TASK OBJECTIVE: Repeat the records exactly, so that each line matches the original.

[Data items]
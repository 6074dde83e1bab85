//! Define our own macros to simplify the code
//!

/// Call the HTTP client with the proper arguments
///
/// - plain unauthenticated GET
///
#[macro_export]
macro_rules! http_get {
    ($self:ident, $url:ident) => {
        $self
            .client
            .clone()
            .get($url)
            .header(
                "user-agent",
                format!("{}/{}", crate_name!(), crate_version!()),
            )
            .header("content-type", "application/json")
            .timeout($self.timeout)
            .send()
    };
}

/// Call the HTTP client with the proper arguments for BASIC authentication
///
#[macro_export]
macro_rules! http_get_basic {
    ($self:ident, $url:ident, $user:expr, $pwd:expr) => {
        $self
            .client
            .clone()
            .get($url)
            .basic_auth($user, Some($pwd))
            .header(
                "user-agent",
                format!("{}/{}", crate_name!(), crate_version!()),
            )
            .header("content-type", "application/json")
            .timeout($self.timeout)
            .send()
    };
}

/// Call the HTTP client with an API key in a named header
///
#[macro_export]
macro_rules! http_get_key {
    ($self:ident, $url:ident, $($hdr:expr => $val:expr),+) => {
        $self
            .client
            .clone()
            .get($url)
            $(.header($hdr, $val))+
            .header(
                "user-agent",
                format!("{}/{}", crate_name!(), crate_version!()),
            )
            .header("content-type", "application/json")
            .timeout($self.timeout)
            .send()
    };
}
//! Names for the supported provider payload formats.
//!

use std::str::FromStr;

use serde::{Deserialize, Serialize};
use strum::{Display, EnumString, VariantNames};

/// The `Format` enum represents the provider payload formats skywatch can normalize.
///
/// - `None`: default, absence of a format.
/// - `Opensky`: state vectors from the OpenSky Network `/states/all` API.
/// - `Adsbx`: ADS-B Exchange JSON aircraft list (feeder and RapidAPI endpoints).
/// - `Vrs`: Virtual Radar Server `AircraftList.json`.
///
#[derive(
    Clone, Copy, Debug, Default, Deserialize, Display, EnumString, Eq, PartialEq, Serialize, VariantNames,
)]
#[strum(serialize_all = "lowercase")]
#[serde(rename_all = "lowercase")]
pub enum Format {
    #[default]
    None,
    Opensky,
    Adsbx,
    Vrs,
}

impl Format {
    /// Unknown names degrade to `None`, the registry rejects them later.
    ///
    /// This is not a `From<&str>` impl, that would collide with the
    /// `TryFrom` the `EnumString` derive brings in.
    ///
    pub fn from_name(value: &str) -> Self {
        Format::from_str(value).unwrap_or(Format::None)
    }
}
//! Reverse geocoding of aircraft positions through Nominatim.
//!
//! Turns a lat/lon into a short human-readable "CC place" string, with the
//! level of detail tied to the aircraft altitude: the lower it flies, the more
//! local the place name.  Best-effort, failures yield the fallback strings.
//!

use std::time::Duration;

use clap::{crate_name, crate_version};
use reqwest::blocking::Client;
use reqwest::StatusCode;
use serde::Deserialize;
use tracing::{debug, trace};

use skywatch_formats::AircraftState;

use crate::{http_get, DEFAULT_TIMEOUT};

const NOMINATIM_URL: &str = "https://nominatim.openstreetmap.org";

/// Address breakdown as returned by Nominatim, only what we use.
///
#[derive(Clone, Debug, Default, Deserialize, PartialEq)]
pub struct Address {
    pub country_code: Option<String>,
    pub state: Option<String>,
    pub state_district: Option<String>,
    pub county: Option<String>,
    pub city: Option<String>,
    pub town: Option<String>,
    pub village: Option<String>,
    pub suburb: Option<String>,
}

#[derive(Debug, Deserialize)]
struct Reverse {
    address: Option<Address>,
}

/// Nominatim client.
///
#[derive(Clone, Debug)]
pub struct ReverseGeo {
    pub base_url: String,
    pub client: Client,
    pub timeout: Duration,
}

impl Default for ReverseGeo {
    fn default() -> Self {
        Self::new()
    }
}

impl ReverseGeo {
    pub fn new() -> Self {
        ReverseGeo {
            base_url: NOMINATIM_URL.to_owned(),
            client: Client::new(),
            timeout: DEFAULT_TIMEOUT,
        }
    }

    /// Resolve a position into an address.  `None` when over water or on any
    /// failure.
    ///
    #[tracing::instrument(skip(self))]
    pub fn resolve(&self, lat: f64, lon: f64) -> Option<Address> {
        trace!("reversegeo::resolve");

        let url = format!(
            "{}/reverse?format=json&lat={:.6}&lon={:.6}&zoom=18&addressdetails=1",
            self.base_url, lat, lon
        );
        let resp = http_get!(self, url).ok()?;
        if resp.status() != StatusCode::OK {
            debug!("reverse geo: status {}", resp.status());
            return None;
        }
        let body = resp.text().ok()?;
        let answer: Reverse = serde_json::from_str(&body).ok()?;
        answer.address
    }
}

/// Build the location string for an aircraft.
///
/// Detail is tiered on altitude: below 200 m the suburb, below 500 m the
/// village or town, below 2000 m the city, county or district, otherwise the
/// state.  No position gives "-", no address (over sea) gives "Intl. Water".
///
pub fn location_string(ac: &AircraftState, addr: Option<&Address>) -> String {
    if !ac.has_position() {
        return "-".to_owned();
    }
    let addr = match addr {
        Some(addr) => addr,
        None => return "Intl. Water".to_owned(),
    };

    let alt = ac.altitude().unwrap_or(0.);
    let pick = |fields: &[&Option<String>]| -> Option<String> {
        fields.iter().find_map(|f| (*f).clone())
    };

    let mut local = addr.state.clone();
    if alt < 2000. {
        local = pick(&[&addr.city, &addr.county, &addr.state_district]).or(local);
    }
    if alt < 500. {
        local = pick(&[&addr.village, &addr.town]).or(local);
    }
    if alt < 200. {
        local = addr.suburb.clone().or(local);
    }

    let cc = addr
        .country_code
        .as_deref()
        .unwrap_or("")
        .to_uppercase();
    format!("{} {}", cc, local.unwrap_or_default())
        .trim()
        .to_owned()
}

WRITTEN REPLY:
repository 6074dde83e1bab85
//! Define our own macros to simplify the code
//!

/// Call the HTTP client with the proper arguments
///
/// - plain unauthenticated GET
///
#[macro_export]
macro_rules! http_get {
    ($self:ident, $url:ident) => {
        $self
            .client
            .clone()
            .get($url)
            .header(
                "user-agent",
                format!("{}/{}", crate_name!(), crate_version!()),
            )
            .header("content-type", "application/json")
            .timeout($self.timeout)
            .send()
    };
}

/// Call the HTTP client with the proper arguments for BASIC authentication
///
#[macro_export]
macro_rules! http_get_basic {
    ($self:ident, $url:ident, $user:expr, $pwd:expr) => {
        $self
            .client
            .clone()
            .get($url)
            .basic_auth($user, Some($pwd))
            .header(
                "user-agent",
                format!("{}/{}", crate_name!(), crate_version!()),
            )
            .header("content-type", "application/json")
            .timeout($self.timeout)
            .send()
    };
}

/// Call the HTTP client with an API key in a named header
///
#[macro_export]
macro_rules! http_get_key {
    ($self:ident, $url:ident, $($hdr:expr => $val:expr),+) => {
        $self
            .client
            .clone()
            .get($url)
            $(.header($hdr, $val))+
            .header(
                "user-agent",
                format!("{}/{}", crate_name!(), crate_version!()),
            )
            .header("content-type", "application/json")
            .timeout($self.timeout)
            .send()
    };
}
//! Names for the supported provider payload formats.
//!

use std::str::FromStr;

use serde::{Deserialize, Serialize};
use strum::{Display, EnumString, VariantNames};

/// The `Format` enum represents the provider payload formats skywatch can normalize.
///
/// - `None`: default, absence of a format.
/// - `Opensky`: state vectors from the OpenSky Network `/states/all` API.
/// - `Adsbx`: ADS-B Exchange JSON aircraft list (feeder and RapidAPI endpoints).
/// - `Vrs`: Virtual Radar Server `AircraftList.json`.
///
#[derive(
    Clone, Copy, Debug, Default, Deserialize, Display, EnumString, Eq, PartialEq, Serialize, VariantNames,
)]
#[strum(serialize_all = "lowercase")]
#[serde(rename_all = "lowercase")]
pub enum Format {
    #[default]
    None,
    Opensky,
    Adsbx,
    Vrs,
}

impl Format {
    /// Unknown names degrade to `None`, the registry rejects them later.
    ///
    /// This is not a `From<&str>` impl, that would collide with the
    /// `TryFrom` the `EnumString` derive brings in.
    ///
    pub fn from_name(value: &str) -> Self {
        Format::from_str(value).unwrap_or(Format::None)
    }
}
//! Reverse geocoding of aircraft positions through Nominatim.
//!
//! Turns a lat/lon into a short human-readable "CC place" string, with the
//! level of detail tied to the aircraft altitude: the lower it flies, the more
//! local the place name.  Best-effort, failures yield the fallback strings.
//!

use std::time::Duration;

use clap::{crate_name, crate_version};
use reqwest::blocking::Client;
use reqwest::StatusCode;
use serde::Deserialize;
use tracing::{debug, trace};

use skywatch_formats::AircraftState;

use crate::{http_get, DEFAULT_TIMEOUT};

const NOMINATIM_URL: &str = "https://nominatim.openstreetmap.org";

/// Address breakdown as returned by Nominatim, only what we use.
///
#[derive(Clone, Debug, Default, Deserialize, PartialEq)]
pub struct Address {
    pub country_code: Option<String>,
    pub state: Option<String>,
    pub state_district: Option<String>,
    pub county: Option<String>,
    pub city: Option<String>,
    pub town: Option<String>,
    pub village: Option<String>,
    pub suburb: Option<String>,
}

#[derive(Debug, Deserialize)]
struct Reverse {
    address: Option<Address>,
}

/// Nominatim client.
///
#[derive(Clone, Debug)]
pub struct ReverseGeo {
    pub base_url: String,
    pub client: Client,
    pub timeout: Duration,
}

impl Default for ReverseGeo {
    fn default() -> Self {
        Self::new()
    }
}

impl ReverseGeo {
    pub fn new() -> Self {
        ReverseGeo {
            base_url: NOMINATIM_URL.to_owned(),
            client: Client::new(),
            timeout: DEFAULT_TIMEOUT,
        }
    }

    /// Resolve a position into an address.  `None` when over water or on any
    /// failure.
    ///
    #[tracing::instrument(skip(self))]
    pub fn resolve(&self, lat: f64, lon: f64) -> Option<Address> {
        trace!("reversegeo::resolve");

        let url = format!(
            "{}/reverse?format=json&lat={:.6}&lon={:.6}&zoom=18&addressdetails=1",
            self.base_url, lat, lon
        );
        let resp = http_get!(self, url).ok()?;
        if resp.status() != StatusCode::OK {
            debug!("reverse geo: status {}", resp.status());
            return None;
        }
        let body = resp.text().ok()?;
        let answer: Reverse = serde_json::from_str(&body).ok()?;
        answer.address
    }
}

/// Build the location string for an aircraft.
///
/// Detail is tiered on altitude: below 200 m the suburb, below 500 m the
/// village or town, below 2000 m the city, county or district, otherwise the
/// state.  No position gives "-", no address (over sea) gives "Intl. Water".
///
pub fn location_string(ac: &AircraftState, addr: Option<&Address>) -> String {
    if !ac.has_position() {
        return "-".to_owned();
    }
    let addr = match addr {
        Some(addr) => addr,
        None => return "Intl. Water".to_owned(),
    };

    let alt = ac.altitude().unwrap_or(0.);
    let pick = |fields: &[&Option<String>]| -> Option<String> {
        fields.iter().find_map(|f| (*f).clone())
    };

    let mut local = addr.state.clone();
    if alt < 2000. {
        local = pick(&[&addr.city, &addr.county, &addr.state_district]).or(local);
    }
    if alt < 500. {
        local = pick(&[&addr.village, &addr.town]).or(local);
    }
    if alt < 200. {
        local = addr.suburb.clone().or(local);
    }

    let cc = addr
        .country_code
        .as_deref()
        .unwrap_or("")
        .to_uppercase();
    format!("{} {}", cc, local.unwrap_or_default())
        .trim()
        .to_owned()
}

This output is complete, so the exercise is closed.